Each entry below is to be duplicated precisely.
··· RECORDS PROVIDED ···
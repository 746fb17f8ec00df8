// Copyright (c) 2025 Soumyadip Sarkar.
// All rights reserved.
//
// This source code is licensed under the license found in the
// LICENSE file in the root directory of this source tree.

use chrono::Utc;
use midinero::commands::doctor;
use midinero::ledger::Period;
use midinero::models::NewTransaction;
use midinero::store::Store;
use midinero::db;
use rusqlite::{Connection, params};
use rust_decimal::Decimal;

fn setup() -> Connection {
    let conn = Connection::open_in_memory().unwrap();
    db::init_schema(&conn).unwrap();
    conn
}

#[test]
fn clean_data_has_no_findings() {
    let conn = setup();
    let store = Store::new(&conn, "ana");
    let c = store.create_category("Rent").unwrap();
    store
        .assign_budget(c.id, Period::new(2025, 1).unwrap(), Decimal::from(900))
        .unwrap();
    store
        .create_account_with_balance("Checking", Decimal::from(100), Utc::now())
        .unwrap();
    assert!(doctor::findings(&store).unwrap().is_empty());
}

#[test]
fn reports_duplicate_budget_entries() {
    let conn = setup();
    let store = Store::new(&conn, "ana");
    let c = store.create_category("Rent").unwrap();
    for amt in ["900", "100"] {
        conn.execute(
            "INSERT INTO monthly_budgets(owner, category_id, year, month, assigned)
             VALUES ('ana', ?1, 2025, 2, ?2)",
            params![c.id, amt],
        )
        .unwrap();
    }
    let found = doctor::findings(&store).unwrap();
    assert_eq!(found.len(), 1);
    assert_eq!(found[0].issue, "duplicate_monthly_budget");
    assert_eq!(found[0].detail, "Rent 2025-02 (2 entries)");

    // Another owner's data is not inspected.
    assert!(doctor::findings(&Store::new(&conn, "ben")).unwrap().is_empty());
}

#[test]
fn negative_starting_balance_is_not_a_finding() {
    let conn = setup();
    let store = Store::new(&conn, "ana");
    store
        .create_account_with_balance("Card", Decimal::from(-50), Utc::now())
        .unwrap();
    assert!(doctor::findings(&store).unwrap().is_empty());
}

#[test]
fn reports_uncategorized_outflows() {
    let conn = setup();
    let store = Store::new(&conn, "ana");
    let card = store
        .create_account_with_balance("Card", Decimal::from(-50), Utc::now())
        .unwrap();
    store
        .create_transaction(&NewTransaction {
            date: Utc::now(),
            payee: "Corner Shop".into(),
            amount: Decimal::from(-12),
            account_id: card.id,
            category_id: None,
        })
        .unwrap();
    let found = doctor::findings(&store).unwrap();
    assert_eq!(found.len(), 1);
    assert_eq!(found[0].issue, "uncategorized_outflow");
    assert!(found[0].detail.contains("Corner Shop"));
    assert!(found[0].detail.contains("-$12.00"));
}
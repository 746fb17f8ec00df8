// Copyright (c) 2025 Soumyadip Sarkar.
// All rights reserved.
//
// This source code is licensed under the license found in the
// LICENSE file in the root directory of this source tree.

use chrono::NaiveDate;
use midinero::commands::exporter;
use midinero::models::NewTransaction;
use midinero::store::Store;
use midinero::utils::local_midnight_utc;
use midinero::{cli, db};
use rusqlite::Connection;
use rust_decimal::Decimal;
use tempfile::tempdir;

fn setup() -> Connection {
    let conn = Connection::open_in_memory().unwrap();
    db::init_schema(&conn).unwrap();
    let store = Store::new(&conn, "ana");
    let acct = store.create_account("Checking").unwrap();
    let cat = store.create_category("Dining").unwrap();
    for (day, amount, category) in [
        (2, "-12.5", Some(cat.id)),
        (1, "1000", None),
    ] {
        store
            .create_transaction(&NewTransaction {
                date: local_midnight_utc(NaiveDate::from_ymd_opt(2025, 8, day).unwrap()),
                payee: format!("Payee {}", day),
                amount: Decimal::from_str_exact(amount).unwrap(),
                account_id: acct.id,
                category_id: category,
            })
            .unwrap();
    }
    Store::new(&conn, "ben").create_account("Hidden").unwrap();
    conn
}

fn export(store: &Store, format: &str, out: &str) -> anyhow::Result<()> {
    let matches = cli::build_cli().get_matches_from([
        "midinero",
        "export",
        "transactions",
        "--format",
        format,
        "--out",
        out,
    ]);
    let Some(("export", m)) = matches.subcommand() else {
        panic!("export not parsed");
    };
    exporter::handle(store, m)
}

#[test]
fn export_csv_oldest_first() {
    let conn = setup();
    let store = Store::new(&conn, "ana");
    let dir = tempdir().unwrap();
    let path = dir.path().join("tx.csv");
    export(&store, "csv", path.to_str().unwrap()).unwrap();

    let mut rdr = csv::Reader::from_path(&path).unwrap();
    let headers = rdr.headers().unwrap().clone();
    assert_eq!(
        headers.iter().collect::<Vec<_>>(),
        vec!["date", "account", "payee", "amount", "category"]
    );
    let records: Vec<csv::StringRecord> = rdr.records().map(|r| r.unwrap()).collect();
    assert_eq!(records.len(), 2);
    assert_eq!(&records[0][0], "2025-08-01");
    assert_eq!(&records[0][3], "1000");
    assert_eq!(&records[0][4], "Ready to Assign");
    assert_eq!(&records[1][3], "-12.5");
    assert_eq!(&records[1][4], "Dining");
}

#[test]
fn export_json_is_owner_scoped() {
    let conn = setup();
    let dir = tempdir().unwrap();
    let path = dir.path().join("tx.json");

    let ben = Store::new(&conn, "ben");
    export(&ben, "json", path.to_str().unwrap()).unwrap();
    let v: serde_json::Value =
        serde_json::from_str(&std::fs::read_to_string(&path).unwrap()).unwrap();
    assert_eq!(v.as_array().unwrap().len(), 0);

    let ana = Store::new(&conn, "ana");
    export(&ana, "JSON", path.to_str().unwrap()).unwrap();
    let v: serde_json::Value =
        serde_json::from_str(&std::fs::read_to_string(&path).unwrap()).unwrap();
    let items = v.as_array().unwrap();
    assert_eq!(items.len(), 2);
    assert_eq!(items[1]["payee"], "Payee 2");
    assert_eq!(items[1]["amount"], "-12.5");
    assert_eq!(items[1]["account"], "Checking");
}

#[test]
fn export_unknown_format_fails() {
    let conn = setup();
    let store = Store::new(&conn, "ana");
    let dir = tempdir().unwrap();
    let path = dir.path().join("tx.xml");
    let err = export(&store, "xml", path.to_str().unwrap()).unwrap_err();
    assert!(err.to_string().contains("Unknown format"));
    assert!(!path.exists());
}
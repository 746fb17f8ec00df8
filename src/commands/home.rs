// Copyright (c) 2025 Soumyadip Sarkar.
// All rights reserved.
//
// This source code is licensed under the license found in the
// LICENSE file in the root directory of this source tree.

use crate::commands::budgets::{BudgetView, budget_view, print_view};
use crate::commands::manage::{ManageView, manage_view, render};
use crate::ledger::Period;
use crate::store::Store;
use anyhow::Result;

/// What a bare `midinero` invocation shows.
#[derive(Debug)]
pub enum View {
    Manage(ManageView),
    Budget(BudgetView),
}

/// New owners land on the manage view until they have an account; after
/// that the budget for `period` is shown.
pub fn default_view(store: &Store, period: Period) -> Result<View> {
    if store.accounts()?.is_empty() {
        Ok(View::Manage(manage_view(store)?))
    } else {
        Ok(View::Budget(budget_view(store, period)?))
    }
}

pub fn handle(store: &Store) -> Result<()> {
    match default_view(store, Period::current())? {
        View::Manage(view) => {
            for line in render(&view) {
                println!("{}", line);
            }
        }
        View::Budget(view) => print_view(&view),
    }
    Ok(())
}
···
TASK ANSWER -
repository 746fb17f8ec00df8
// Copyright (c) 2025 Soumyadip Sarkar.
// All rights reserved.
//
// This source code is licensed under the license found in the
// LICENSE file in the root directory of this source tree.

use chrono::Utc;
use midinero::commands::doctor;
use midinero::ledger::Period;
use midinero::models::NewTransaction;
use midinero::store::Store;
use midinero::db;
use rusqlite::{Connection, params};
use rust_decimal::Decimal;

fn setup() -> Connection {
    let conn = Connection::open_in_memory().unwrap();
    db::init_schema(&conn).unwrap();
    conn
}

#[test]
fn clean_data_has_no_findings() {
    let conn = setup();
    let store = Store::new(&conn, "ana");
    let c = store.create_category("Rent").unwrap();
    store
        .assign_budget(c.id, Period::new(2025, 1).unwrap(), Decimal::from(900))
        .unwrap();
    store
        .create_account_with_balance("Checking", Decimal::from(100), Utc::now())
        .unwrap();
    assert!(doctor::findings(&store).unwrap().is_empty());
}

#[test]
fn reports_duplicate_budget_entries() {
    let conn = setup();
    let store = Store::new(&conn, "ana");
    let c = store.create_category("Rent").unwrap();
    for amt in ["900", "100"] {
        conn.execute(
            "INSERT INTO monthly_budgets(owner, category_id, year, month, assigned)
             VALUES ('ana', ?1, 2025, 2, ?2)",
            params![c.id, amt],
        )
        .unwrap();
    }
    let found = doctor::findings(&store).unwrap();
    assert_eq!(found.len(), 1);
    assert_eq!(found[0].issue, "duplicate_monthly_budget");
    assert_eq!(found[0].detail, "Rent 2025-02 (2 entries)");

    // Another owner's data is not inspected.
    assert!(doctor::findings(&Store::new(&conn, "ben")).unwrap().is_empty());
}

#[test]
fn negative_starting_balance_is_not_a_finding() {
    let conn = setup();
    let store = Store::new(&conn, "ana");
    store
        .create_account_with_balance("Card", Decimal::from(-50), Utc::now())
        .unwrap();
    assert!(doctor::findings(&store).unwrap().is_empty());
}

#[test]
fn reports_uncategorized_outflows() {
    let conn = setup();
    let store = Store::new(&conn, "ana");
    let card = store
        .create_account_with_balance("Card", Decimal::from(-50), Utc::now())
        .unwrap();
    store
        .create_transaction(&NewTransaction {
            date: Utc::now(),
            payee: "Corner Shop".into(),
            amount: Decimal::from(-12),
            account_id: card.id,
            category_id: None,
        })
        .unwrap();
    let found = doctor::findings(&store).unwrap();
    assert_eq!(found.len(), 1);
    assert_eq!(found[0].issue, "uncategorized_outflow");
    assert!(found[0].detail.contains("Corner Shop"));
    assert!(found[0].detail.contains("-$12.00"));
}
repository 746fb17f8ec00df8
// Copyright (c) 2025 Soumyadip Sarkar.
// All rights reserved.
//
// This source code is licensed under the license found in the
// LICENSE file in the root directory of this source tree.

use chrono::NaiveDate;
use midinero::commands::exporter;
use midinero::models::NewTransaction;
use midinero::store::Store;
use midinero::utils::local_midnight_utc;
use midinero::{cli, db};
use rusqlite::Connection;
use rust_decimal::Decimal;
use tempfile::tempdir;

fn setup() -> Connection {
    let conn = Connection::open_in_memory().unwrap();
    db::init_schema(&conn).unwrap();
    let store = Store::new(&conn, "ana");
    let acct = store.create_account("Checking").unwrap();
    let cat = store.create_category("Dining").unwrap();
    for (day, amount, category) in [
        (2, "-12.5", Some(cat.id)),
        (1, "1000", None),
    ] {
        store
            .create_transaction(&NewTransaction {
                date: local_midnight_utc(NaiveDate::from_ymd_opt(2025, 8, day).unwrap()),
                payee: format!("Payee {}", day),
                amount: Decimal::from_str_exact(amount).unwrap(),
                account_id: acct.id,
                category_id: category,
            })
            .unwrap();
    }
    Store::new(&conn, "ben").create_account("Hidden").unwrap();
    conn
}

fn export(store: &Store, format: &str, out: &str) -> anyhow::Result<()> {
    let matches = cli::build_cli().get_matches_from([
        "midinero",
        "export",
        "transactions",
        "--format",
        format,
        "--out",
        out,
    ]);
    let Some(("export", m)) = matches.subcommand() else {
        panic!("export not parsed");
    };
    exporter::handle(store, m)
}

#[test]
fn export_csv_oldest_first() {
    let conn = setup();
    let store = Store::new(&conn, "ana");
    let dir = tempdir().unwrap();
    let path = dir.path().join("tx.csv");
    export(&store, "csv", path.to_str().unwrap()).unwrap();

    let mut rdr = csv::Reader::from_path(&path).unwrap();
    let headers = rdr.headers().unwrap().clone();
    assert_eq!(
        headers.iter().collect::<Vec<_>>(),
        vec!["date", "account", "payee", "amount", "category"]
    );
    let records: Vec<csv::StringRecord> = rdr.records().map(|r| r.unwrap()).collect();
    assert_eq!(records.len(), 2);
    assert_eq!(&records[0][0], "2025-08-01");
    assert_eq!(&records[0][3], "1000");
    assert_eq!(&records[0][4], "Ready to Assign");
    assert_eq!(&records[1][3], "-12.5");
    assert_eq!(&records[1][4], "Dining");
}

#[test]
fn export_json_is_owner_scoped() {
    let conn = setup();
    let dir = tempdir().unwrap();
    let path = dir.path().join("tx.json");

    let ben = Store::new(&conn, "ben");
    export(&ben, "json", path.to_str().unwrap()).unwrap();
    let v: serde_json::Value =
        serde_json::from_str(&std::fs::read_to_string(&path).unwrap()).unwrap();
    assert_eq!(v.as_array().unwrap().len(), 0);

    let ana = Store::new(&conn, "ana");
    export(&ana, "JSON", path.to_str().unwrap()).unwrap();
    let v: serde_json::Value =
        serde_json::from_str(&std::fs::read_to_string(&path).unwrap()).unwrap();
    let items = v.as_array().unwrap();
    assert_eq!(items.len(), 2);
    assert_eq!(items[1]["payee"], "Payee 2");
    assert_eq!(items[1]["amount"], "-12.5");
    assert_eq!(items[1]["account"], "Checking");
}

#[test]
fn export_unknown_format_fails() {
    let conn = setup();
    let store = Store::new(&conn, "ana");
    let dir = tempdir().unwrap();
    let path = dir.path().join("tx.xml");
    let err = export(&store, "xml", path.to_str().unwrap()).unwrap_err();
    assert!(err.to_string().contains("Unknown format"));
    assert!(!path.exists());
}
repository 746fb17f8ec00df8
filename src/commands/home.rs
// Copyright (c) 2025 Soumyadip Sarkar.
// All rights reserved.
//
// This source code is licensed under the license found in the
// LICENSE file in the root directory of this source tree.

use crate::commands::budgets::{BudgetView, budget_view, print_view};
use crate::commands::manage::{ManageView, manage_view, render};
use crate::ledger::Period;
use crate::store::Store;
use anyhow::Result;

/// What a bare `midinero` invocation shows.
#[derive(Debug)]
pub enum View {
    Manage(ManageView),
    Budget(BudgetView),
}

/// New owners land on the manage view until they have an account; after
/// that the budget for `period` is shown.
pub fn default_view(store: &Store, period: Period) -> Result<View> {
    if store.accounts()?.is_empty() {
        Ok(View::Manage(manage_view(store)?))
    } else {
        Ok(View::Budget(budget_view(store, period)?))
    }
}

pub fn handle(store: &Store) -> Result<()> {
    match default_view(store, Period::current())? {
        View::Manage(view) => {
            for line in render(&view) {
                println!("{}", line);
            }
        }
        View::Budget(view) => print_view(&view),
    }
    Ok(())
}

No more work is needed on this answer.